- [RECORDS PROVIDED]:
----------
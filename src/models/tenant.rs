// src/models/tenant.rs

use chrono::{DateTime, NaiveDate, Utc};
use rust_decimal::Decimal;
use serde::{Deserialize, Serialize};
use utoipa::ToSchema;
use validator::Validate;

use crate::common::lenient;
use crate::models::document::LeaseDocuments;

#[derive(Debug, Clone, Copy, Default, PartialEq, Eq, Serialize, Deserialize, ToSchema)]
pub enum TenantStatus {
    #[default]
    Active,
    Pending,
    Overdue,
    Inactive,
    #[serde(other)]
    Unknown,
}

#[derive(Debug, Clone, PartialEq, Serialize, Deserialize, ToSchema)]
#[serde(rename_all = "camelCase")]
pub struct Tenant {
    #[schema(example = "TEN-2025-042")]
    pub id: String,

    #[serde(default)]
    pub name: String,
    #[serde(default)]
    pub business: String,
    #[serde(default)]
    pub contact: String,
    #[serde(default)]
    pub email: String,
    #[serde(default)]
    pub address: String,

    #[serde(default)]
    pub status: TenantStatus,

    #[serde(default, deserialize_with = "lenient::string")]
    pub stall_id: String,

    /// Contrato de origem; vínculo apenas informativo.
    #[serde(default, deserialize_with = "lenient::string")]
    pub lease_id: String,

    #[serde(default, deserialize_with = "lenient::date")]
    #[schema(value_type = Option<String>)]
    pub lease_start: Option<NaiveDate>,

    #[serde(default, deserialize_with = "lenient::date")]
    #[schema(value_type = Option<String>)]
    pub lease_end: Option<NaiveDate>,

    #[serde(default, deserialize_with = "lenient::amount")]
    #[schema(value_type = f64)]
    pub monthly_rate: Decimal,

    #[serde(default)]
    pub payment_terms: String,

    #[serde(default)]
    pub documents: LeaseDocuments,

    #[serde(default, deserialize_with = "lenient::timestamp")]
    pub date_registered: Option<DateTime<Utc>>,
}

#[derive(Debug, Clone, Default, Deserialize, Validate, ToSchema)]
#[serde(rename_all = "camelCase", default)]
pub struct UpdateTenantPayload {
    #[validate(length(min = 1, message = "Name cannot be empty"))]
    pub name: Option<String>,
    pub business: Option<String>,
    pub contact: Option<String>,
    #[validate(email(message = "Invalid email format"))]
    #[serde(deserialize_with = "lenient::opt_string")]
    pub email: Option<String>,
    pub address: Option<String>,
    pub payment_terms: Option<String>,
    pub status: Option<TenantStatus>,
}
----------
- [EXERCISE]: Give the records again, unchanged and complete.

- [FINAL ANSWER]:
filename src/models/tenant.rs
// src/models/tenant.rs

use chrono::{DateTime, NaiveDate, Utc};
use rust_decimal::Decimal;
use serde::{Deserialize, Serialize};
use utoipa::ToSchema;
use validator::Validate;

use crate::common::lenient;
use crate::models::document::LeaseDocuments;

#[derive(Debug, Clone, Copy, Default, PartialEq, Eq, Serialize, Deserialize, ToSchema)]
pub enum TenantStatus {
    #[default]
    Active,
    Pending,
    Overdue,
    Inactive,
    #[serde(other)]
    Unknown,
}

#[derive(Debug, Clone, PartialEq, Serialize, Deserialize, ToSchema)]
#[serde(rename_all = "camelCase")]
pub struct Tenant {
    #[schema(example = "TEN-2025-042")]
    pub id: String,

    #[serde(default)]
    pub name: String,
    #[serde(default)]
    pub business: String,
    #[serde(default)]
    pub contact: String,
    #[serde(default)]
    pub email: String,
    #[serde(default)]
    pub address: String,

    #[serde(default)]
    pub status: TenantStatus,

    #[serde(default, deserialize_with = "lenient::string")]
    pub stall_id: String,

    /// Contrato de origem; vínculo apenas informativo.
    #[serde(default, deserialize_with = "lenient::string")]
    pub lease_id: String,

    #[serde(default, deserialize_with = "lenient::date")]
    #[schema(value_type = Option<String>)]
    pub lease_start: Option<NaiveDate>,

    #[serde(default, deserialize_with = "lenient::date")]
    #[schema(value_type = Option<String>)]
    pub lease_end: Option<NaiveDate>,

    #[serde(default, deserialize_with = "lenient::amount")]
    #[schema(value_type = f64)]
    pub monthly_rate: Decimal,

    #[serde(default)]
    pub payment_terms: String,

    #[serde(default)]
    pub documents: LeaseDocuments,

    #[serde(default, deserialize_with = "lenient::timestamp")]
    pub date_registered: Option<DateTime<Utc>>,
}

#[derive(Debug, Clone, Default, Deserialize, Validate, ToSchema)]
#[serde(rename_all = "camelCase", default)]
pub struct UpdateTenantPayload {
    #[validate(length(min = 1, message = "Name cannot be empty"))]
    pub name: Option<String>,
    pub business: Option<String>,
    pub contact: Option<String>,
    #[validate(email(message = "Invalid email format"))]
    #[serde(deserialize_with = "lenient::opt_string")]
    pub email: Option<String>,
    pub address: Option<String>,
    pub payment_terms: Option<String>,
    pub status: Option<TenantStatus>,
}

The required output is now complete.